The impulse for creating Vagabond (1985) seem to come from a desire of Varda’s to answer an unanswerable question. Specifically, Varda takes the real life occasion of learning of a death of a drifter as a chance to investigate what personal and societal forces combine to produce such a terrible result. Varda’s film explorations often focus on people in the margins of society, and Vagabond begins not only with the death of the protagonist Mona, but with a superficial and uninterested investigation by police. Varda’s only narration in the film picks up at this point, where she states a desire to look closer at the last few days of Mona’s life.
Though fictional, Varda uses her skills as a documenter to sketch out those last few weeks, intercutting scenes of Mona’s travels with interviews of the people she comes across.
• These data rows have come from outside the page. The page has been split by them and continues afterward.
//! Gateway event routing.

use chrono::Utc;
use tracing::{debug, info, warn};

use super::calls::{AttemptState, CallOutcome, DialAttempt};
use crate::agent::session::SessionState;
use crate::database::call_records::CallFinalization;
use crate::database::leads::LeadStatus;
use crate::engine::DialerEngine;
use crate::gateway::{ChannelState, EventStream, GatewayEvent, HangupCause};
use crate::notify::{Audience, DialerNotification};
use crate::types::ChannelId;

impl DialerEngine {
    /// Apply one event from the telephony server `server_id`.
    ///
    /// Events for channels the engine does not know (other applications on
    /// the same server, or attempts already purged) are ignored.
    pub async fn handle_gateway_event(&self, server_id: &str, event: GatewayEvent) {
        debug!("📨 {} from {}", event.name(), server_id);

        match event {
            GatewayEvent::ChannelCreated { channel_id, metadata } => {
                debug!("Channel {} created ({:?})", channel_id, metadata.call_type);
            }
            GatewayEvent::ChannelStateChanged { channel_id, state } => match state {
                ChannelState::Ringing => self.handle_customer_ringing(&channel_id),
                ChannelState::Up => {
                    if self.calls.get(&channel_id).is_some() {
                        self.handle_customer_answered(&channel_id).await;
                    } else if let Some(agent_id) = self.sessions.agent_for_channel(&channel_id) {
                        self.handle_agent_leg_up(&agent_id, &channel_id).await;
                    }
                }
                _ => {}
            },
            GatewayEvent::ChannelDestroyed { channel_id, cause } => {
                if self.calls.get(&channel_id).is_some() {
                    self.handle_customer_hangup(&channel_id, cause).await;
                } else if let Some(agent_id) = self.sessions.agent_for_channel(&channel_id) {
                    self.handle_agent_leg_destroyed(&agent_id, &channel_id).await;
                }
            }
            GatewayEvent::MachineDetected { channel_id } => {
                self.handle_machine_detected(&channel_id).await;
            }
            GatewayEvent::EndpointStateChanged { endpoint, state } => {
                self.endpoint_state_changed(server_id, &endpoint, state);
            }
        }
    }

    /// Drain whatever is queued on `events` without waiting. Returns the
    /// number of events handled.
    pub async fn pump_events(&self, server_id: &str, events: &mut EventStream) -> usize {
        let mut handled = 0;
        while let Ok(event) = events.try_recv() {
            self.handle_gateway_event(server_id, event).await;
            handled += 1;
        }
        handled
    }

    fn handle_customer_ringing(&self, channel_id: &ChannelId) {
        if self
            .calls
            .advance(
                channel_id,
                &[AttemptState::Initiated],
                AttemptState::Ringing,
                Utc::now(),
                |_| {},
            )
            .is_some()
        {
            debug!("🔔 {} ringing", channel_id);
        }
    }

    async fn handle_customer_hangup(&self, channel_id: &ChannelId, cause: HangupCause) {
        let Some(attempt) = self.calls.get(channel_id) else {
            return;
        };

        match attempt.state {
            AttemptState::Initiated | AttemptState::Ringing => {
                self.finish_unanswered(&attempt, cause).await;
            }
            AttemptState::Answered | AttemptState::Matched => {
                // Hung up while we were finding or bridging an agent
                if let Some(agent_id) = &attempt.agent_id {
                    if let Some(session) = self
                        .sessions
                        .release_claim(agent_id, attempt.call_id, Utc::now())
                    {
                        self.session_changed(&session, Some("customer hung up".to_string()))
                            .await;
                    }
                }
                if self
                    .settle_failed_attempt(
                        &attempt,
                        &[AttemptState::Answered, AttemptState::Matched],
                        LeadStatus::Dropped,
                        &cause.label(),
                    )
                    .await
                {
                    self.hopper.complete(attempt.campaign_id, attempt.lead_id);
                }
            }
            AttemptState::Bridged => self.finish_bridged(&attempt, cause).await,
            AttemptState::Completed | AttemptState::Failed | AttemptState::Abandoned => {
                // Our own hangup coming back; nothing left to do
                self.calls.remove(channel_id);
            }
        }
    }

    /// Busy, no answer or a network failure before pickup
    async fn finish_unanswered(&self, attempt: &DialAttempt, cause: HangupCause) {
        let (state, outcome, lead_status) = match cause {
            HangupCause::Busy => (AttemptState::Completed, CallOutcome::Busy, LeadStatus::Busy),
            HangupCause::NoAnswer | HangupCause::Normal => {
                (AttemptState::Completed, CallOutcome::NoAnswer, LeadStatus::NoAnswer)
            }
            HangupCause::Failed | HangupCause::Other(_) => {
                (AttemptState::Failed, CallOutcome::Failed, LeadStatus::Failed)
            }
        };

        let now = Utc::now();
        if self
            .calls
            .advance(
                &attempt.channel_id,
                &[AttemptState::Initiated, AttemptState::Ringing],
                state,
                now,
                |_| {},
            )
            .is_none()
        {
            return;
        }

        let finalization = CallFinalization {
            state,
            outcome,
            ended_at: now,
            hangup_cause: Some(cause.label()),
        };
        if let Err(e) = self.db.finalize_call(attempt.call_id, &finalization).await {
            warn!("Failed to finalize call {}: {}", attempt.call_id, e);
        }
        self.set_lead_status(attempt.lead_id, lead_status).await;
        if outcome == CallOutcome::Failed {
            self.stats.record_failed(attempt.campaign_id);
        }
        self.hopper.complete(attempt.campaign_id, attempt.lead_id);
        debug!("Call {} ended unanswered: {}", attempt.call_id, outcome.as_str());
    }

    /// A talking call ended. The agent goes to wrap-up, or straight back to
    /// ready when the campaign has no wrap-up time.
    async fn finish_bridged(&self, attempt: &DialAttempt, cause: HangupCause) {
        let now = Utc::now();
        if self
            .calls
            .advance(
                &attempt.channel_id,
                &[AttemptState::Bridged],
                AttemptState::Completed,
                now,
                |_| {},
            )
            .is_none()
        {
            return;
        }

        let finalization = CallFinalization {
            state: AttemptState::Completed,
            outcome: CallOutcome::Answered,
            ended_at: now,
            hangup_cause: Some(cause.label()),
        };
        if let Err(e) = self.db.finalize_call(attempt.call_id, &finalization).await {
            warn!("Failed to finalize call {}: {}", attempt.call_id, e);
        }

        let Some(agent_id) = attempt.agent_id.clone() else {
            return;
        };
        info!("📴 Call {} with agent {} ended ({})", attempt.call_id, agent_id, cause.label());
        self.notifier.publish(
            Audience::Agent(agent_id.clone()),
            DialerNotification::CallEnded {
                call_id: attempt.call_id,
                lead_id: attempt.lead_id,
            },
        );

        let wrapup = match self.db.get_campaign(attempt.campaign_id).await {
            Ok(Some(campaign)) if !campaign.auto_available && campaign.wrapup_timeout_secs > 0 => {
                Some(campaign.wrapup_timeout())
            }
            Ok(_) => None,
            Err(e) => {
                warn!("Cannot load campaign {}: {}", attempt.campaign_id, e);
                Some(chrono::Duration::seconds(self.config.reaper.stuck_session_secs as i64))
            }
        };

        let Some(session) = self
            .sessions
            .finish_call(&agent_id, attempt.call_id, wrapup, Utc::now())
        else {
            // Already dispositioned, or the session is gone
            return;
        };

        if session.logout_requested {
            self.teardown_session(&agent_id, SessionState::Offline, "logout")
                .await;
        } else {
            self.session_changed(&session, None).await;
        }
    }

    /// Settle a matched or bridged call whose agent session is gone. Its
    /// hangup event may never arrive, so the attempt is finalized here and
    /// stops counting against the campaign's line limits.
    pub(crate) async fn settle_orphaned_call(&self, attempt: &DialAttempt, reason: &str) -> bool {
        match attempt.state {
            AttemptState::Matched => {
                let settled = self
                    .settle_failed_attempt(attempt, &[AttemptState::Matched], LeadStatus::Dropped, reason)
                    .await;
                if settled {
                    self.hopper.complete(attempt.campaign_id, attempt.lead_id);
                }
                settled
            }
            AttemptState::Bridged => {
                let now = Utc::now();
                if self
                    .calls
                    .advance(
                        &attempt.channel_id,
                        &[AttemptState::Bridged],
                        AttemptState::Completed,
                        now,
                        |_| {},
                    )
                    .is_none()
                {
                    return false;
                }

                let finalization = CallFinalization {
                    state: AttemptState::Completed,
                    outcome: CallOutcome::Answered,
                    ended_at: now,
                    hangup_cause: Some(reason.to_string()),
                };
                if let Err(e) = self.db.finalize_call(attempt.call_id, &finalization).await {
                    warn!("Failed to finalize call {}: {}", attempt.call_id, e);
                }
                if let Some(agent_id) = &attempt.agent_id {
                    self.notifier.publish(
                        Audience::Agent(agent_id.clone()),
                        DialerNotification::CallEnded {
                            call_id: attempt.call_id,
                            lead_id: attempt.lead_id,
                        },
                    );
                }
                warn!("🔚 Call {} settled without its hangup event ({})", attempt.call_id, reason);
                true
            }
            _ => false,
        }
    }

    /// Answering machine: hang up without spending an agent
    async fn handle_machine_detected(&self, channel_id: &ChannelId) {
        let now = Utc::now();
        let Some(attempt) = self.calls.advance(
            channel_id,
            &[AttemptState::Initiated, AttemptState::Ringing, AttemptState::Answered],
            AttemptState::Completed,
            now,
            |_| {},
        ) else {
            return;
        };

        info!("🤖 Machine answered call {} ({})", attempt.call_id, attempt.phone_number);
        if let Some(gateway) = self.gateways.get(&attempt.server_id) {
            self.hangup_customer(&gateway, channel_id).await;
        }

        let finalization = CallFinalization {
            state: AttemptState::Completed,
            outcome: CallOutcome::Machine,
            ended_at: now,
            hangup_cause: Some("machine".to_string()),
        };
        if let Err(e) = self.db.finalize_call(attempt.call_id, &finalization).await {
            warn!("Failed to finalize call {}: {}", attempt.call_id, e);
        }
        self.set_lead_status(attempt.lead_id, LeadStatus::Machine).await;
        self.stats.record_machine(attempt.campaign_id);
        self.hopper.complete(attempt.campaign_id, attempt.lead_id);
    }
}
The reactions of the interviewees span a broad range of emotions, from envy to sympathy, from disgust to empathy. These responses speak volumes about the people speaking them, yet they can’t fully capture what’s going on with Mona. On our Varda podcast, Chris and I talked about how Mona’s opaqueness is largely what makes the film both frustrating and compelling, because it draws the viewer in and asks them to try and figure it out for themselves.
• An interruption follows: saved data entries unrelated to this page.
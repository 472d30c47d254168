//! Pacing arithmetic: how many calls to place, and how the dial ratio
//! follows the abandon rate.

use std::collections::VecDeque;

use chrono::{DateTime, Duration, Utc};
use serde::{Deserialize, Serialize};

/// New dials to place this tick.
///
/// `floor(available_agents * ratio)` concurrent calls are wanted, capped by
/// the campaign's concurrency and line limits; calls already in flight count
/// against that.
pub fn compute_dial_target(
    available_agents: usize,
    active_calls: usize,
    dial_ratio: f64,
    max_concurrent_calls: u32,
    max_lines: u32,
) -> usize {
    if available_agents == 0 || !dial_ratio.is_finite() || dial_ratio <= 0.0 {
        return 0;
    }

    let wanted = (available_agents as f64 * dial_ratio).floor() as usize;
    let cap = max_concurrent_calls.min(max_lines) as usize;
    wanted.min(cap).saturating_sub(active_calls)
}

/// Step function for the self-tuning dial ratio
#[derive(Debug, Clone, PartialEq, Serialize, Deserialize)]
#[serde(default)]
pub struct RatioStepPolicy {
    /// Ratio decrease when the abandon rate is above threshold
    pub decrease_step: f64,
    /// Ratio increase when comfortably below threshold
    pub increase_step: f64,
    /// The rate must be this many percentage points under the threshold
    /// before the ratio is raised
    pub headroom_pct: f64,
}

impl Default for RatioStepPolicy {
    fn default() -> Self {
        Self {
            decrease_step: 0.1,
            increase_step: 0.05,
            headroom_pct: 1.0,
        }
    }
}

impl RatioStepPolicy {
    pub fn validate(&self) -> Result<(), String> {
        if !(self.decrease_step > 0.0) {
            return Err("ratio_policy.decrease_step must be positive".to_string());
        }
        if !(self.increase_step > 0.0) {
            return Err("ratio_policy.increase_step must be positive".to_string());
        }
        if self.headroom_pct < 0.0 {
            return Err("ratio_policy.headroom_pct cannot be negative".to_string());
        }
        Ok(())
    }

    /// Next dial ratio. `abandon_rate` is a percentage, `None` while no call
    /// has been answered in the window, which leaves the ratio alone.
    pub fn adjust(
        &self,
        current: f64,
        min: f64,
        max: f64,
        abandon_rate: Option<f64>,
        threshold: f64,
    ) -> f64 {
        let (low, high) = if min <= max { (min, max) } else { (max, min) };
        let current = current.clamp(low, high);

        let Some(rate) = abandon_rate else {
            return current;
        };

        let next = if rate > threshold {
            current - self.decrease_step
        } else if rate < threshold - self.headroom_pct {
            current + self.increase_step
        } else {
            current
        };

        // Keep two decimals so stored ratios stay readable
        ((next.clamp(low, high)) * 100.0).round() / 100.0
    }
}

/// Answered calls over a rolling window, with how many found no agent
#[derive(Debug, Clone)]
pub struct AbandonWindow {
    window: Duration,
    samples: VecDeque<(DateTime<Utc>, bool)>,
}

impl AbandonWindow {
    pub fn new(window: Duration) -> Self {
        Self {
            window,
            samples: VecDeque::new(),
        }
    }

    pub fn record(&mut self, at: DateTime<Utc>, abandoned: bool) {
        self.samples.push_back((at, abandoned));
    }

    fn prune(&mut self, now: DateTime<Utc>) {
        let cutoff = now - self.window;
        while self.samples.front().map_or(false, |(at, _)| *at < cutoff) {
            self.samples.pop_front();
        }
    }

    /// `(answered, abandoned)` inside the window
    pub fn counts(&mut self, now: DateTime<Utc>) -> (usize, usize) {
        self.prune(now);
        let abandoned = self.samples.iter().filter(|(_, a)| *a).count();
        (self.samples.len(), abandoned)
    }

    /// Abandon rate in percent, `None` with no answered calls
    pub fn rate(&mut self, now: DateTime<Utc>) -> Option<f64> {
        let (answered, abandoned) = self.counts(now);
        if answered == 0 {
            return None;
        }
        Some(abandoned as f64 * 100.0 / answered as f64)
    }
}

#[cfg(test)]
mod tests {
    use super::*;
    use proptest::prelude::*;

    #[test]
    fn test_ratio_two_with_three_agents_targets_six() {
        assert_eq!(compute_dial_target(3, 0, 2.0, 50, 50), 6);
        assert_eq!(compute_dial_target(3, 0, 2.0, 4, 50), 4);
        assert_eq!(compute_dial_target(3, 0, 2.0, 50, 5), 5);
        assert_eq!(compute_dial_target(3, 2, 2.0, 50, 50), 4);
    }

    #[test]
    fn test_no_agents_or_busy_lines_means_no_dials() {
        assert_eq!(compute_dial_target(0, 0, 3.0, 50, 50), 0);
        assert_eq!(compute_dial_target(2, 9, 2.0, 50, 50), 0);
        assert_eq!(compute_dial_target(2, 0, f64::NAN, 50, 50), 0);
    }

    #[test]
    fn test_ratio_drops_above_threshold_and_rises_below() {
        let policy = RatioStepPolicy::default();
        assert_eq!(policy.adjust(2.0, 1.0, 3.0, Some(5.0), 3.0), 1.9);
        assert_eq!(policy.adjust(2.0, 1.0, 3.0, Some(0.5), 3.0), 2.05);
        // Inside the headroom band nothing moves
        assert_eq!(policy.adjust(2.0, 1.0, 3.0, Some(2.5), 3.0), 2.0);
        assert_eq!(policy.adjust(2.0, 1.0, 3.0, None, 3.0), 2.0);
    }

    #[test]
    fn test_ratio_respects_bounds() {
        let policy = RatioStepPolicy::default();
        assert_eq!(policy.adjust(1.0, 1.0, 3.0, Some(50.0), 3.0), 1.0);
        assert_eq!(policy.adjust(3.0, 1.0, 3.0, Some(0.0), 3.0), 3.0);
        assert_eq!(policy.adjust(5.0, 1.0, 3.0, None, 3.0), 3.0);
    }

    #[test]
    fn test_abandon_window_forgets_old_samples() {
        let now = Utc::now();
        let mut window = AbandonWindow::new(Duration::seconds(60));
        window.record(now - Duration::seconds(120), true);
        window.record(now - Duration::seconds(10), false);
        window.record(now - Duration::seconds(5), true);

        assert_eq!(window.counts(now), (2, 1));
        assert_eq!(window.rate(now), Some(50.0));
        assert_eq!(AbandonWindow::new(Duration::seconds(60)).rate(now), None);
    }

    proptest! {
        #[test]
        fn prop_target_never_exceeds_caps(
            agents in 0usize..200,
            active in 0usize..200,
            ratio in 0.0f64..5.0,
            max_calls in 0u32..300,
            max_lines in 0u32..300,
        ) {
            let target = compute_dial_target(agents, active, ratio, max_calls, max_lines);
            let cap = max_calls.min(max_lines) as usize;
            if target > 0 {
                prop_assert!(target + active <= cap);
            }
            prop_assert!(target <= cap);
            prop_assert!(target as f64 <= (agents as f64 * ratio).floor());
        }

        #[test]
        fn prop_adjusted_ratio_stays_in_bounds(
            current in 0.0f64..10.0,
            rate in proptest::option::of(0.0f64..100.0),
            threshold in 0.0f64..20.0,
        ) {
            let next = RatioStepPolicy::default().adjust(current, 1.0, 3.0, rate, threshold);
            prop_assert!((1.0..=3.0).contains(&next));
        }
    }
}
With no definitive answer to the film’s central question, one’s attention gets pulled outward to a surprisingly inter-connected network of people that form the periphery of Mona’s life. The people who run across Mona the most are the couple Yolande and Paulo. Paulo and his biker gang first spy upon Mona as she comes out of a bath in the ocean. Later on, Yolande will find Mona and her brief fling David sleeping in the property she is paid to look after, and will romanticize what will in actuality be a very short-lived affair. Near the end of the film at the train station, as Yolande is being fired for being an accessory to Paulo’s crimes, she will see a much worse off Mona and wonder how she got there is so short a time.
The person firing Yolande is Jean-Pierre, a young man whose elderly relative was taken care of by Yolande, and who also works for Mme Landier. Mme Landier takes in Mona out of a sense of sympathy for her plight, and while trying to help Mona, Jean-Pierre shows his discomfort at having to be around someone like Mona. At the train station after firing Yolande, Jean-Pierre also sees Mona, and calls Mme Landier from a phone booth, cowering and disgusted at Mona’s appearance. These connections help to form the world of Vagabond, but with Mona as the throughline to everyone, it returns us eventually to our answerless questions to start the process again.
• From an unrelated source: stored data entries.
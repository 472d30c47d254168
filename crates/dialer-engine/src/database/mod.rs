//! # Persistence layer
//!
//! Async SQLite access through `sqlx`. The store holds campaigns and their
//! pacing configuration, leads, call records, disposition reference data, the
//! internal do-not-call list and an audit trail of agent sessions.
//!
//! Everything that the engine mutates from more than one loop at the same time
//! (hopper entries, live agent sessions, in-flight attempts) lives in memory;
//! the database only sees per-entity writes handed off by whichever component
//! owns the entity at that moment. Where a write must happen exactly once (the
//! terminal outcome of a call, its disposition) the statement carries its own
//! guard in the `WHERE` clause and reports whether it applied.
//!
//! Timestamps are stored as integer milliseconds since the Unix epoch so that
//! range comparisons in SQL are exact.

pub mod call_records;
pub mod campaigns;
pub mod dispositions;
pub mod dnc;
pub mod leads;
pub mod sessions;

use std::str::FromStr;
use std::time::Duration;

use anyhow::Result;
use chrono::{DateTime, Utc};
use sqlx::sqlite::{SqliteConnectOptions, SqliteJournalMode, SqlitePoolOptions};
use sqlx::SqlitePool;
use tracing::{debug, info};

use crate::config::DatabaseConfig;

const SCHEMA: &str = r#"
CREATE TABLE IF NOT EXISTS campaigns (
    id INTEGER PRIMARY KEY AUTOINCREMENT,
    name TEXT NOT NULL,
    status TEXT NOT NULL DEFAULT 'active',
    dial_method TEXT NOT NULL DEFAULT 'predictive',
    dial_ratio REAL NOT NULL DEFAULT 1.0,
    dial_ratio_min REAL NOT NULL DEFAULT 1.0,
    dial_ratio_max REAL NOT NULL DEFAULT 3.0,
    abandon_threshold REAL NOT NULL DEFAULT 3.0,
    max_concurrent_calls INTEGER NOT NULL DEFAULT 50,
    max_lines INTEGER NOT NULL DEFAULT 50,
    hopper_size INTEGER NOT NULL DEFAULT 100,
    wrapup_timeout_secs INTEGER NOT NULL DEFAULT 60,
    auto_available INTEGER NOT NULL DEFAULT 0,
    auto_wrapup_disposition TEXT,
    call_timeout_secs INTEGER NOT NULL DEFAULT 30,
    max_attempts INTEGER NOT NULL DEFAULT 3,
    retry_delay_secs INTEGER NOT NULL DEFAULT 3600,
    dial_prefix TEXT,
    caller_id TEXT,
    server_id TEXT,
    pause_reason TEXT
);

CREATE TABLE IF NOT EXISTS leads (
    id INTEGER PRIMARY KEY AUTOINCREMENT,
    campaign_id INTEGER NOT NULL REFERENCES campaigns(id),
    phone_number TEXT NOT NULL,
    first_name TEXT,
    last_name TEXT,
    status TEXT NOT NULL DEFAULT 'new',
    priority INTEGER NOT NULL DEFAULT 0,
    call_count INTEGER NOT NULL DEFAULT 0,
    last_called_at INTEGER,
    callback_at INTEGER
);

CREATE INDEX IF NOT EXISTS idx_leads_campaign_status ON leads(campaign_id, status);

CREATE TABLE IF NOT EXISTS call_records (
    id TEXT PRIMARY KEY,
    campaign_id INTEGER NOT NULL,
    lead_id INTEGER NOT NULL,
    phone_number TEXT NOT NULL,
    channel_id TEXT NOT NULL UNIQUE,
    server_id TEXT NOT NULL,
    state TEXT NOT NULL,
    outcome TEXT,
    agent_id TEXT,
    started_at INTEGER NOT NULL,
    answered_at INTEGER,
    bridged_at INTEGER,
    ended_at INTEGER,
    talk_secs INTEGER,
    hangup_cause TEXT,
    disposition TEXT,
    notes TEXT
);

CREATE INDEX IF NOT EXISTS idx_call_records_campaign ON call_records(campaign_id, started_at);

CREATE TABLE IF NOT EXISTS dispositions (
    code TEXT PRIMARY KEY,
    name TEXT NOT NULL,
    lead_status TEXT NOT NULL,
    is_sale INTEGER NOT NULL DEFAULT 0,
    triggers_callback INTEGER NOT NULL DEFAULT 0,
    callback_delay_secs INTEGER NOT NULL DEFAULT 3600,
    triggers_dnc INTEGER NOT NULL DEFAULT 0,
    auto_available INTEGER NOT NULL DEFAULT 1
);

CREATE TABLE IF NOT EXISTS dnc_numbers (
    phone_number TEXT PRIMARY KEY,
    reason TEXT,
    added_at INTEGER NOT NULL
);

CREATE TABLE IF NOT EXISTS agent_sessions (
    session_id TEXT PRIMARY KEY,
    agent_id TEXT NOT NULL,
    campaign_id INTEGER NOT NULL,
    server_id TEXT NOT NULL,
    endpoint TEXT NOT NULL,
    state TEXT NOT NULL,
    login_at INTEGER NOT NULL,
    ended_at INTEGER,
    end_reason TEXT
);
"#;

/// Async database manager using sqlx
#[derive(Clone)]
pub struct DatabaseManager {
    pool: SqlitePool,
}

impl DatabaseManager {
    /// Open (or create) the database described by `config`
    pub async fn new(config: &DatabaseConfig) -> Result<Self> {
        if config.path == ":memory:" {
            return Self::new_in_memory().await;
        }

        info!("🗄️ Opening dialer database at {}", config.path);

        let options = SqliteConnectOptions::new()
            .filename(&config.path)
            .create_if_missing(true)
            .journal_mode(SqliteJournalMode::Wal)
            .busy_timeout(Duration::from_millis(config.busy_timeout_ms))
            .foreign_keys(true);

        let pool = SqlitePoolOptions::new()
            .max_connections(config.max_connections.max(1))
            .connect_with(options)
            .await?;

        let manager = Self { pool };
        manager.initialize_schema().await?;
        Ok(manager)
    }

    /// Private in-memory database. Every SQLite connection to `:memory:` gets
    /// its own database, so the pool is pinned to a single connection that is
    /// never recycled.
    pub async fn new_in_memory() -> Result<Self> {
        let options = SqliteConnectOptions::from_str("sqlite::memory:")?.foreign_keys(true);

        let pool = SqlitePoolOptions::new()
            .max_connections(1)
            .min_connections(1)
            .idle_timeout(None)
            .max_lifetime(None)
            .connect_with(options)
            .await?;

        let manager = Self { pool };
        manager.initialize_schema().await?;
        Ok(manager)
    }

    async fn initialize_schema(&self) -> Result<()> {
        for statement in SCHEMA.split(';').map(str::trim).filter(|s| !s.is_empty()) {
            sqlx::query(statement).execute(&self.pool).await?;
        }
        self.seed_default_dispositions().await?;
        debug!("Database schema initialized");
        Ok(())
    }

    pub fn pool(&self) -> &SqlitePool {
        &self.pool
    }
}

pub(crate) fn to_millis(at: DateTime<Utc>) -> i64 {
    at.timestamp_millis()
}

pub(crate) fn from_millis(millis: i64) -> DateTime<Utc> {
    DateTime::<Utc>::from_timestamp_millis(millis).unwrap_or_default()
}

pub(crate) fn opt_from_millis(millis: Option<i64>) -> Option<DateTime<Utc>> {
    millis.map(from_millis)
}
That desire for knowledge also undergirds the short film 7p. cuis., s. de b., … à saisir (1984) though admittedly in a more surreal way. The prompt for this short exploration is a simple real estate listing, and the film’s narration has the realtor talking to his prospective client, a lawyer, about the odd circumstances of the history of the house and why it is being sold. What follows is a series of short, odd scenes of a family in the midst of varying kinds of familial strife, all leading to the conclusion of the narrator saying that what we saw was just a guess. You do get the feeling from one of the girls and the wife the feeling of being stifled, so even though no answers can be given concretely, you can guess at where Varda’s head might be at.
My personal take away from Vagabond is a combination of tragedy and appreciation. The film sets up Mona’s death at the beginning, and her travels through a dangerously negligent or malicious world will strip her of what she has left. Simultaneously, Mona refuses the few offers of help she gets because it would constrain her, and at least a few people admire her for her perceived freedom. If One Sings The Other Doesn’t has tinges of ambiguity that frustrated its contemporary audiences, Vagabond greatly amplifies that feeling, with the result being one of Varda’s more challenging, enduring works.